On the rhetoric of perfume reviews: Regardless of the justness of a critic’s verdict, his review can be written well or poorly. Here, perhaps, is where Rita and I part company. I find “a new fur coat that has been rubbed with a very creamy mint toothpaste” to be the pinnacle of idiocy. Sure, the writing is frolicsome and inventive; but it’s also self-consciously twee and Just. Too. Much. As sensory description it is worse than useless—it leaves the gullible reader thinking he knows what
Diorella smells like. The bait in the rhetorical trap is obvious: what sophisticates we must be that we are able to discriminate “new” and old fur coats by nose, or to arrange the universe of mint toothpaste from “very creamy” to less so. I know, I know, some people can read 1,500 such
bon mots and lust for more.
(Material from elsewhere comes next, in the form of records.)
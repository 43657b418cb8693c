//! Beatline — plays a song file against the system clock.
//!
//! Loads a YAML song (or a built-in demo), schedules it through a
//! [`ThreadTicker`] and logs every command the in-memory graph receives.
//! Ctrl-C stops the transport; the process exits once pending stops drain.

use std::path::{Path, PathBuf};
use std::sync::atomic::{AtomicBool, Ordering};
use std::sync::Arc;
use std::thread;
use std::time::Duration;

use clap::Parser;
use serde::Deserialize;
use tracing::{error, info, warn};
use tracing_subscriber::EnvFilter;

use beatline::automation::Curve;
use beatline::target::Call;
use beatline::{
    Event, MemoryGraph, Scheduler, SchedulerConfig, SequenceData, SystemClock, ThreadTicker,
};

#[derive(Debug, Parser)]
#[command(name = "beatline", version, about = "Play a beatline song in real time")]
struct Args {
    /// Song file (YAML). Plays the built-in demo when omitted.
    song: Option<PathBuf>,

    /// Scheduler config file; defaults to ~/.beatline/scheduler.yaml.
    #[arg(long)]
    config: Option<PathBuf>,

    /// Starting tempo in beats per minute.
    #[arg(long)]
    tempo: Option<f64>,

    /// Seconds to play before stopping.
    #[arg(long, default_value_t = 8.0)]
    duration: f64,
}

/// A song file: root events, nested sequences and the node they play.
#[derive(Debug, Deserialize)]
struct Song {
    #[serde(default = "default_target")]
    target: String,
    #[serde(default)]
    params: Vec<String>,
    #[serde(default)]
    events: Vec<Event>,
    #[serde(default)]
    sequences: Vec<SequenceData>,
}

fn default_target() -> String {
    "synth".to_string()
}

impl Song {
    fn load(path: &Path) -> beatline::Result<Self> {
        let content = std::fs::read_to_string(path)?;
        Ok(serde_yaml::from_str(&content)?)
    }

    /// A bar of 3/4, a tempo ramp, a filter sweep and a nested riff.
    fn demo() -> Self {
        let riff = SequenceData::new("riff").with_events([
            Event::note(0.0, 67, 0.6, 0.25),
            Event::note(0.5, 69, 0.6, 0.25),
            Event::note(1.0, 71, 0.6, 0.5),
        ]);
        let mut events = vec![
            Event::meter(0.0, 3, 1),
            Event::rate(0.0, 2.0, Curve::Step),
            Event::rate(6.0, 3.0, Curve::Linear),
            Event::param(0.0, "cutoff", 200.0, Curve::Step),
            Event::param(6.0, "cutoff", 3200.0, Curve::Exponential),
            Event::sequence(3.0, "riff", "synth", 2.0),
        ];
        for beat in 0..12 {
            events.push(Event::note(beat as f64, 60 + (beat % 3) * 4, 0.8, 0.5));
        }
        Self {
            target: default_target(),
            params: vec!["cutoff".to_string(), "gain".to_string()],
            events,
            sequences: vec![riff],
        }
    }

    fn into_parts(self) -> (SequenceData, MemoryGraph, String) {
        let mut graph = MemoryGraph::new();
        let params: Vec<&str> = self.params.iter().map(String::as_str).collect();
        graph.add_node(&self.target, &params);

        let mut data = SequenceData::new("song").with_events(self.events);
        for sequence in self.sequences {
            data = data.with_sequence(sequence);
        }
        (data, graph, self.target)
    }
}

fn log_call(call: &Call) {
    match call {
        Call::Start {
            target,
            time,
            name,
            value,
            ..
        } => info!(target: "beatline::play", node = %target, time, %name, value, "start"),
        Call::Stop {
            target, time, name, ..
        } => info!(target: "beatline::play", node = %target, time, %name, "stop"),
        Call::Automate {
            target,
            param,
            time,
            curve,
            value,
            ..
        } => info!(target: "beatline::play", node = %target, %param, time, %curve, value, "automate"),
        Call::Meter {
            target,
            time,
            bar,
            subdivision,
        } => info!(target: "beatline::play", node = %target, time, bar, subdivision, "meter"),
    }
}

fn main() {
    tracing_subscriber::fmt()
        .with_env_filter(
            EnvFilter::try_from_default_env().unwrap_or_else(|_| EnvFilter::new("beatline=info")),
        )
        .init();

    let args = Args::parse();

    let mut config = match &args.config {
        Some(path) => match SchedulerConfig::load_from(path) {
            Ok(config) => config,
            Err(e) => {
                error!("failed to load config {}: {e}", path.display());
                std::process::exit(1);
            }
        },
        None => SchedulerConfig::load().unwrap_or_default(),
    };
    if let Some(bpm) = args.tempo {
        config.default_rate = bpm / 60.0;
    }
    if let Err(e) = config.validate() {
        error!("{e}");
        std::process::exit(1);
    }

    let song = match &args.song {
        Some(path) => match Song::load(path) {
            Ok(song) => song,
            Err(e) => {
                error!("failed to load song {}: {e}", path.display());
                std::process::exit(1);
            }
        },
        None => Song::demo(),
    };
    let (data, mut graph, target) = song.into_parts();

    let stop_requested = Arc::new(AtomicBool::new(false));
    let flag = stop_requested.clone();
    if let Err(e) = ctrlc::set_handler(move || flag.store(true, Ordering::SeqCst)) {
        warn!("could not install Ctrl-C handler: {e}");
    }

    let poll = Duration::from_secs_f64(config.tick_duration / 8.0);
    let mut scheduler = Scheduler::new(SystemClock::new(), ThreadTicker::new(), config);
    if let Err(e) = scheduler.load_root(data, &target) {
        error!("{e}");
        std::process::exit(1);
    }

    info!(
        "beatline v{} — playing for {:.1}s",
        env!("CARGO_PKG_VERSION"),
        args.duration
    );
    if let Err(e) = scheduler.start(None, Some(0.0)) {
        error!("failed to start: {e}");
        std::process::exit(1);
    }

    let mut stopping = false;
    loop {
        let report = scheduler.tick(&mut graph);
        for call in graph.take_calls() {
            log_call(&call);
        }
        if !report.errors.is_empty() {
            warn!(count = report.errors.len(), "events skipped this tick");
        }

        let now = scheduler.now();
        if !stopping && (stop_requested.load(Ordering::SeqCst) || now >= args.duration) {
            stopping = true;
            match scheduler.stop(Some(now)) {
                Ok(beat) => info!(
                    beat,
                    bar = scheduler.bar_at_beat(beat).unwrap_or(0.0),
                    "stopping"
                ),
                Err(e) => {
                    error!("failed to stop: {e}");
                    break;
                }
            }
        }
        if stopping && scheduler.is_idle() {
            break;
        }
        thread::sleep(poll);
    }

    let pool = scheduler.pool();
    info!(
        created = pool.created(),
        outstanding = pool.outstanding(),
        "done"
    );
}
Me, I’d try a handful then go stick a finger down my throat.
On what perfume bloggers should aspire to: By all means go ahead and write about perfume any which way you like. Snark it up, play it straight, I’m not going to cramp your style. The proof of the pudding is in your site meter. I would submit, however, that the bitch-niche is pretty much full, as is the twee imagery + name dropping niche. What’s open? Illuminating perfumes for the non-fanatic. Show them how a particular scent wears in real life, how it measures up in olfactive performance, what interpersonal impressions it creates, and how it compares to similar smelling fragrance at different price points. Which brings us to a related point:
On the importance of comparison: The flight-of-fancy review (with or without knowing allusions to particular French perfumers and esoteric molecules) makes comparison next to impossible. Toothpaste-on-new-fur-coat is single use imagery that can’t be extended to another perfume. The very idea is ludicrous: Please rate this fragrance “1” if it smells
exactly like minty creamy toothpaste on new fur, “2” if it smells
somewhat like minty creamy toothpaste on new fur . . .
Shared standards of evaluation make the larger conversation possible. Otherwise it’s Internet cacaphony: toothpaste and fur coats versus “caressing and slightly venomous” white notes,
ad infinitum. Do we have to go all 11-point Likert Scale formalistic about this? Not at all. At Left Coast Nose, Rita herself provides a quirky metric that orients the new reader to her conceptual range and personal style at the same time:
LeftCoastNose Rating System
***** Transcendent; extraordinary; a revelation
**** Flawless at every stage; distinctive; an avatar
*** Yummy; the right scent for a certain mood
** Kinda good (or) "weird but worth it"
* Eh
0 (No Stars) Handle bottle with tongs
On the Value of Blind Evaluation: It keeps you honest. It produces unexpected contrasts. It focuses your attention on the juice. It’s fun.
How do you blind yourself? With post-it notes and a willing spouse, neighbor, drunken stranger, whomever. Do it at a perfume party. Like Neil Pendock says, Perfumes are for the People.
Finally,
On the phenomenon of ‘Fume Porn: Nice one. I wish I had thought of that.